Northern Irish singer and presenter

Hugo Anthony Duncan MBE (born 26 March 1950) is a singer and BBC broadcaster born in Strabane, County Tyrone, Northern Ireland in 1950. His nickname is "The wee man from Strabane" or "Uncle Hugo".

== Career ==
In the early 70s, he was spotted on a TV talent show on RTÉ and signed by the then fledgling Release Records, which later spawned such stars as Philomena Begley, Ray Lynam, and Eurovision star Johnny Logan.

By the time he was twenty-one he had formed his own band, Hugo Duncan and the Tall Men, and had a number one hit in the Irish charts with "Dear God".

Hugo joined Radio Foyle during the 1980s doing holiday relief, after which he was offered a job presenting his own show on a weekly basis.
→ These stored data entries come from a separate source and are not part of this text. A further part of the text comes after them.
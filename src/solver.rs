use itertools::Itertools;

use crate::grid::{digit_count, digits_of, first_digit, Grid, Pos};
use crate::trace::{Diag, Trace};

// Candidate counts run 2..=9 at a frontier cell, so 10 loses to any real one.
const FRONTIER_SENTINEL: u32 = 10;

/// The least-constrained-cell bookkeeping for one propagation pass: the
/// blank cell with the fewest (>1) surviving candidates seen so far.
#[derive(Clone, Copy, Debug)]
struct Frontier {
    min_count: u32,
    pos: Option<Pos>,
}

impl Frontier {
    fn reset() -> Self { Self { min_count: FRONTIER_SENTINEL, pos: None } }

    fn observe(&mut self, count: u32, pos: Pos) {
        // Strict < keeps the first cell in row-major order on ties, which
        // makes the branch choice (and thus the solution) deterministic.
        if count < self.min_count {
            self.min_count = count;
            self.pos = Some(pos);
        }
    }
}

enum PassOutcome {
    /// Some cell ran out of candidates; this branch has no solution.
    Contradiction,
    /// Cells still blank after the pass, plus the branching candidate.
    Open { blanks: usize, frontier: Frontier },
}

/// Solve the grid in place. Returns `false` when no completion satisfies
/// the row/column/block constraints; the grid's blank cells are then left
/// in an unspecified partially-propagated state.
pub fn solve(grid: &mut Grid, trace: &mut Trace) -> bool {
    solve_at_depth(grid, trace, 0)
}

fn solve_at_depth(grid: &mut Grid, trace: &mut Trace, depth: usize) -> bool {
    grid.init_candidates();
    // One more than any possible blank count, so the first pass never looks
    // like a stall.
    let mut prev_blanks = 82usize;
    loop {
        let (blanks, frontier) = match trim_pass(grid, trace) {
            PassOutcome::Contradiction => return false,
            PassOutcome::Open { blanks, frontier } => (blanks, frontier),
        };
        if blanks == 0 {
            trace.diag(Diag::Solved);
            return true;
        }
        if blanks == prev_blanks {
            // Forced commits have dried up; branch on the frontier cell.
            return fork_and_recurse(grid, frontier, trace, depth);
        }
        prev_blanks = blanks;
    }
}

/// One propagation pass: trim every blank cell's candidate set down to the
/// digits that survive a legality probe, committing cells whose set
/// collapses to a single digit.
fn trim_pass(grid: &mut Grid, trace: &mut Trace) -> PassOutcome {
    let mut blanks = 0usize;
    let mut frontier = Frontier::reset();
    for pos in Grid::positions() {
        if grid.get(pos) != 0 { continue; }
        for d in digits_of(grid.candidates(pos)) {
            if !grid.probe_legal(d, pos) {
                grid.remove_candidate(pos, d);
            }
        }
        let mask = grid.candidates(pos);
        match digit_count(mask) {
            0 => {
                trace.diag(Diag::Contradiction { pos });
                return PassOutcome::Contradiction;
            }
            1 => {
                if let Some(d) = first_digit(mask) {
                    grid.set(pos, d);
                    grid.clear_candidates(pos);
                    trace.diag(Diag::Forced { pos, digit: d });
                }
            }
            n => {
                blanks += 1;
                frontier.observe(n, pos);
                if trace.active() {
                    trace.note(format!("{pos}: {n} candidates ({})", digits_of(mask).format(" ")));
                }
            }
        }
    }
    PassOutcome::Open { blanks, frontier }
}

/// Try each candidate of the frontier cell in ascending order on an
/// independent copy of the grid. The first branch that solves wins; its
/// values are copied back into every cell still blank here.
fn fork_and_recurse(grid: &mut Grid, frontier: Frontier, trace: &mut Trace, depth: usize) -> bool {
    let Some(pos) = frontier.pos else {
        // Blanks remain but no frontier was recorded; nothing left to try.
        return false;
    };
    if trace.active() {
        trace.diag(Diag::Fork { pos, digits: digits_of(grid.candidates(pos)).collect() });
    }
    for d in digits_of(grid.candidates(pos)) {
        trace.diag(Diag::Branch { depth, pos, digit: d });
        let mut child = grid.fork();
        child.set(pos, d);
        if solve_at_depth(&mut child, trace, depth + 1) {
            for p in Grid::positions() {
                if grid.get(p) == 0 {
                    grid.set(p, child.get(p));
                    grid.clear_candidates(p);
                }
            }
            return true;
        }
    }
    false
}
use itertools::Itertools;

use crate::grid::{Grid, Pos};
use crate::trace::{Diag, Trace};

// Blanks (0) never count as duplicates, so the same predicates serve both
// full-solution validation and partial-puzzle feasibility checks.

pub fn row_ok(grid: &Grid, r: usize, trace: &mut Trace) -> bool {
    let mut seen = [false; 10];
    for c in 0..9 {
        let v = grid.get(Pos { r, c });
        if v != 0 {
            if seen[v as usize] {
                trace.diag(Diag::RowRepeat { row: r, value: v });
                return false;
            }
            seen[v as usize] = true;
        }
    }
    trace.diag(Diag::RowOk { row: r });
    true
}

pub fn col_ok(grid: &Grid, c: usize, trace: &mut Trace) -> bool {
    let mut seen = [false; 10];
    for r in 0..9 {
        let v = grid.get(Pos { r, c });
        if v != 0 {
            if seen[v as usize] {
                trace.diag(Diag::ColRepeat { col: c, value: v });
                return false;
            }
            seen[v as usize] = true;
        }
    }
    trace.diag(Diag::ColOk { col: c });
    true
}

/// Check the 3x3 block whose top-left cell is (3*band, 3*stack).
pub fn block_ok(grid: &Grid, band: usize, stack: usize, trace: &mut Trace) -> bool {
    let mut seen = [false; 10];
    for (r, c) in (band * 3..band * 3 + 3).cartesian_product(stack * 3..stack * 3 + 3) {
        let v = grid.get(Pos { r, c });
        if v != 0 {
            if seen[v as usize] {
                trace.diag(Diag::BlockRepeat { band, stack, value: v });
                return false;
            }
            seen[v as usize] = true;
        }
    }
    trace.diag(Diag::BlockOk { band, stack });
    true
}

/// All rows, then all columns, then all blocks; stops at the first failure.
/// The check order only decides which diagnostic is reported first, never
/// the boolean result.
pub fn is_valid(grid: &Grid, trace: &mut Trace) -> bool {
    for r in 0..9 {
        if !row_ok(grid, r, trace) { return false; }
    }
    for c in 0..9 {
        if !col_ok(grid, c, trace) { return false; }
    }
    for (band, stack) in (0..3).cartesian_product(0..3) {
        if !block_ok(grid, band, stack, trace) { return false; }
    }
    true
}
He also presents a show on Radio Foyle, every Sunday from 14:00 to 16:00.

From 1997 to 2002, Duncan co-hosted "Town Challenge" with George Jones, Christine Lampard and Tom McDermott.

In October 1998, he was given the opportunity to present Hugo Duncan's Country Afternoon on Radio Ulster each weekday from 13:30 to 15:00. The theme tune used on his BBC Radio Ulster show is "Rocky Top", while he closes each programme with "Yakety Sax" (also known as the theme to The Benny Hill Show). In 2023, Duncan celebrated 25 years with Radio Ulster.

In 2001, along with Eamonn Holmes, Hugo appeared in episode two of series one of popular BBC NI comedy Give My Head Peace.

Hugo is also a member of BBC Northern Ireland's team during their annual Children in Need appeal. In 2006, Hugo dressed up as Britney Spears and performed a version of her song "...Baby One More Time".

In 2017 Duncan was declared bankrupt.

In addition to his radio work, and Belfast Telegraph column, Duncan plays regularly on the live circuit with shows throughout Ireland on a nightly basis, and regular tours to England and Scotland.